The financial arrangement takes the form of a revenue-linked credit mechanism, whereby a percentage of Drift’s future trading fees will be directed into a dedicated recovery fund. The ultimate objective is compensating users for approximately $295 million in combined losses.
Under the agreement’s terms, Drift will discontinue Circle’s USDC as its settlement infrastructure and adopt Tether’s USDT instead. Additionally, Tether has committed to providing reduced transaction fees and enhanced liquidity provisions for market makers once operations resume.
Drift stands as the dominant perpetual futures decentralized exchange on the Solana blockchain, serving more than 175,000 traders and processing approximately $150 billion in aggregate trading volume since its 2021 inception.
How the Hack Happened
The perpetrators maintained connections to North Korea. They assumed the identity of a legitimate quantitative trading company and dedicated roughly six months to establishing trust and access within Drift before launching their attack on April 1.
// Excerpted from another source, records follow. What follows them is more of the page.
//! Merging of resource and method `@Path` templates into path steps.

use std::collections::HashMap;

use crate::error::GenerateError;

use super::extract::BindingPolicy;
use super::model::{CallExpr, ParamData, ParamKind};

/// One `.path(...)` step of the request chain.
#[derive(Debug, Clone, PartialEq, Eq)]
pub enum PathOp {
    /// Fixed segment, sent as a string literal.
    Literal(String),
    /// Template variable filled from a `@PathParam` binding.
    Bound {
        /// Variable name from the template.
        name: String,
        /// Expression reading the bound value.
        call: CallExpr,
    },
}

/// PATH bindings by label, class level first. Bean members are included.
fn index_path_bindings<'a>(
    method: &str,
    params: impl Iterator<Item = &'a ParamData>,
    policy: BindingPolicy,
) -> Result<HashMap<&'a str, &'a ParamData>, GenerateError> {
    let mut by_label = HashMap::new();
    for param in params.flat_map(ParamData::flatten) {
        if param.kind != ParamKind::Path {
            continue;
        }
        if by_label.insert(param.label.as_str(), param).is_some()
            && policy == BindingPolicy::Strict
        {
            return Err(GenerateError::AmbiguousBinding {
                element: format!("{method} path param `{}`", param.label),
            });
        }
    }
    Ok(by_label)
}

/// Variable name of a `{name}` or `{name: regex}` segment.
fn template_variable(segment: &str) -> Option<&str> {
    let inner = segment.strip_prefix('{')?.strip_suffix('}')?;
    let name = inner.split_once(':').map_or(inner, |(name, _)| name);
    Some(name.trim())
}

fn push_segments(
    template: &str,
    method: &str,
    bindings: &HashMap<&str, &ParamData>,
    ops: &mut Vec<PathOp>,
) -> Result<(), GenerateError> {
    for segment in template.split('/').filter(|segment| !segment.is_empty()) {
        let Some(name) = template_variable(segment) else {
            ops.push(PathOp::Literal(segment.to_string()));
            continue;
        };
        let param = bindings
            .get(name)
            .ok_or_else(|| GenerateError::PathParamMismatch {
                method: method.to_string(),
                name: name.to_string(),
            })?;
        ops.push(PathOp::Bound {
            name: name.to_string(),
            call: param.call.clone(),
        });
    }
    Ok(())
}

/// Resolve the class template followed by the method template.
pub fn resolve_path<'a>(
    method: &str,
    class_path: &str,
    method_path: Option<&str>,
    params: impl Iterator<Item = &'a ParamData>,
    policy: BindingPolicy,
) -> Result<Vec<PathOp>, GenerateError> {
    let bindings = index_path_bindings(method, params, policy)?;
    let mut ops = Vec::new();
    push_segments(class_path, method, &bindings, &mut ops)?;
    if let Some(method_path) = method_path {
        push_segments(method_path, method, &bindings, &mut ops)?;
    }
    Ok(ops)
}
The cybercriminals transferred approximately $232 million in USDC from the Solana network to Ethereum utilizing Circle’s proprietary Cross-Chain Transfer Protocol. These movements occurred across more than 100 separate transactions spanning a six-hour period.
Blockchain security analyst ZachXBT highlighted that Circle possessed a critical timeframe to intervene but declined to freeze any compromised assets during the transfer window. Industry leaders and cybersecurity professionals voiced sharp criticism regarding Circle’s handling of the situation.
Circle CEO Jeremy Allaire subsequently explained that the organization exclusively freezes USDC addresses when officially instructed by law enforcement agencies or judicial orders. He emphasized that independent intervention during active exploits creates significant legal liability.
Drift’s governance token experienced a dramatic 70% value decline after the security breach. Circle’s publicly traded shares also declined approximately 10% on April 9 amid mounting criticism, though the stock has subsequently rebounded and currently trades roughly 20% above that trough.
Stablecoin Competition Sharpens
The strategic shift from USDC to USDT places this episode squarely within the intensifying competition between the cryptocurrency industry’s two dominant stablecoins.
Tether’s USDT maintains commanding market leadership with approximately $185.5 billion in circulating supply versus Circle’s $78.6 billion. However, Circle had been narrowing the gap, with its transaction throughput surpassing Tether’s during recent periods.
Tether maintains an established history of freezing addresses associated with security breaches and illegal operations, which has emerged as a critical differentiator following the Drift incident.
Drift announced that moving forward, the migration to USDT establishes the stablecoin as the cornerstone of its trading ecosystem throughout the recovery timeline.